** SUPPLIED ENTRIES **
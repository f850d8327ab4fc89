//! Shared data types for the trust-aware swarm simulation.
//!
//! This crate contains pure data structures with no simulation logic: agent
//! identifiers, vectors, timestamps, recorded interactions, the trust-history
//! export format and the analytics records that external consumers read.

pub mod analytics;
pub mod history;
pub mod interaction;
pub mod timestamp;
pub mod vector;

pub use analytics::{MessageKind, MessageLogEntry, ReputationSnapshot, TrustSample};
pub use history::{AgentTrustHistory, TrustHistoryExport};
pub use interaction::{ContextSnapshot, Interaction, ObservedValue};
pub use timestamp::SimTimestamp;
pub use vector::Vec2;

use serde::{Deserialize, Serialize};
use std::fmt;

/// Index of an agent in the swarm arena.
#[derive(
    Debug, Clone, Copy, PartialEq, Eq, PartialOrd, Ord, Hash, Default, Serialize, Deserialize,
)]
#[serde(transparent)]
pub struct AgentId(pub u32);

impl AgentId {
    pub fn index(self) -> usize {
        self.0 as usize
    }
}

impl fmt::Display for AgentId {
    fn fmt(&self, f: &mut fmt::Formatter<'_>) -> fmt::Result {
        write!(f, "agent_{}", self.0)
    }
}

---

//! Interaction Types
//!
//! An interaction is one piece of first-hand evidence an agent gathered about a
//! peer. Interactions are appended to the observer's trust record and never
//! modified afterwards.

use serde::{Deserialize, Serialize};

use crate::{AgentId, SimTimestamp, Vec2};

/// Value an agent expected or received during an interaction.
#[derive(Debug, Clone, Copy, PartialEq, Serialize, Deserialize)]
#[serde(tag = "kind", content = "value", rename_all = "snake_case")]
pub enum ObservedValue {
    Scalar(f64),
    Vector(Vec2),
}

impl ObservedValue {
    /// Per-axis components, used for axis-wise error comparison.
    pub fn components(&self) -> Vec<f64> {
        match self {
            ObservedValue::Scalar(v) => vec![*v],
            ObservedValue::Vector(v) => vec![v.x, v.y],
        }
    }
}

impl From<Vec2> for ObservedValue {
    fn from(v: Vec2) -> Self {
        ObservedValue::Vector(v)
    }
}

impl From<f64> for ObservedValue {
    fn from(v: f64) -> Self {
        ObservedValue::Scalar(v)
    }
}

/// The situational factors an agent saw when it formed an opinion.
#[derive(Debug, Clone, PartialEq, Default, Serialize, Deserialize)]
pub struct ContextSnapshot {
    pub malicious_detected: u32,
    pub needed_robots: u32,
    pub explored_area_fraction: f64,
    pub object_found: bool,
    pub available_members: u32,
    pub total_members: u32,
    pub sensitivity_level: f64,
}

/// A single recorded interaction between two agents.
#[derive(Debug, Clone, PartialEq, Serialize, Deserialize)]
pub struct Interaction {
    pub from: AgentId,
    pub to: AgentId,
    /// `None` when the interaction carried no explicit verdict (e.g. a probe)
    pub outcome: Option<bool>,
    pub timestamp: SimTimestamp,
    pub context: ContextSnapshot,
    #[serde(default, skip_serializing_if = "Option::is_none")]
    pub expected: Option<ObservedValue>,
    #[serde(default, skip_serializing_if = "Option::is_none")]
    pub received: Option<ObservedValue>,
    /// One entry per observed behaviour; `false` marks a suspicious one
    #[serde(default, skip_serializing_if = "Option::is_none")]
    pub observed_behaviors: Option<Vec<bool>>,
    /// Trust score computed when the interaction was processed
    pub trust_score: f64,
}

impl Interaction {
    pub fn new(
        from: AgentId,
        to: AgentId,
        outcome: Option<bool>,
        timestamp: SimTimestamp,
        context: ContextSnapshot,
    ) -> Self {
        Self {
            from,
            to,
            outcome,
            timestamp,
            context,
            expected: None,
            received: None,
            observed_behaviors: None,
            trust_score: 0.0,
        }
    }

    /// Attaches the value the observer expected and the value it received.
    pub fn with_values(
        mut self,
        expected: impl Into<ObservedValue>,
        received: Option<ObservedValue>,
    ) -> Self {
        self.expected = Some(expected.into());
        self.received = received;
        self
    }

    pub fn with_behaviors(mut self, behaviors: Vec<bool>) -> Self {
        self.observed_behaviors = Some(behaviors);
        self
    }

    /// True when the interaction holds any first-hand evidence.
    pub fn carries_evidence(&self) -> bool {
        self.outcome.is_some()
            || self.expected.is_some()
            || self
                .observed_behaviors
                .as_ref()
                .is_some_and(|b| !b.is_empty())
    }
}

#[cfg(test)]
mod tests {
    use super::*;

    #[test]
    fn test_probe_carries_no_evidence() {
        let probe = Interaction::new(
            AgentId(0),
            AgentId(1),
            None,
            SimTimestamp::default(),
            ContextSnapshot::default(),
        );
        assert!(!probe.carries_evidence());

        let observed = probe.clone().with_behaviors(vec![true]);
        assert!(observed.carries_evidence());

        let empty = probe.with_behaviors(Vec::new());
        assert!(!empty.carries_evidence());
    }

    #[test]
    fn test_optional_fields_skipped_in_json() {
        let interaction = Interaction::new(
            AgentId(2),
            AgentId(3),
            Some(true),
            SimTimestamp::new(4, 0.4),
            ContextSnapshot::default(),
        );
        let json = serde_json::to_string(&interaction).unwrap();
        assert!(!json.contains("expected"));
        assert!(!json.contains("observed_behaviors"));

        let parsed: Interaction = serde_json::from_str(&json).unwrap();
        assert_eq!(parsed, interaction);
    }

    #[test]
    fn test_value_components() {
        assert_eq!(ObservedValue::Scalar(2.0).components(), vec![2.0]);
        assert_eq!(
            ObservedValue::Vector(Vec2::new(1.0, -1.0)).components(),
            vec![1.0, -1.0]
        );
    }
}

** PROBLEM DESCRIPTION **
Could you copy each line in the listing above that includes the word "unwrap"?

** RESULT OF THIS EXERCISE **
        let json = serde_json::to_string(&interaction).unwrap();
        let parsed: Interaction = serde_json::from_str(&json).unwrap();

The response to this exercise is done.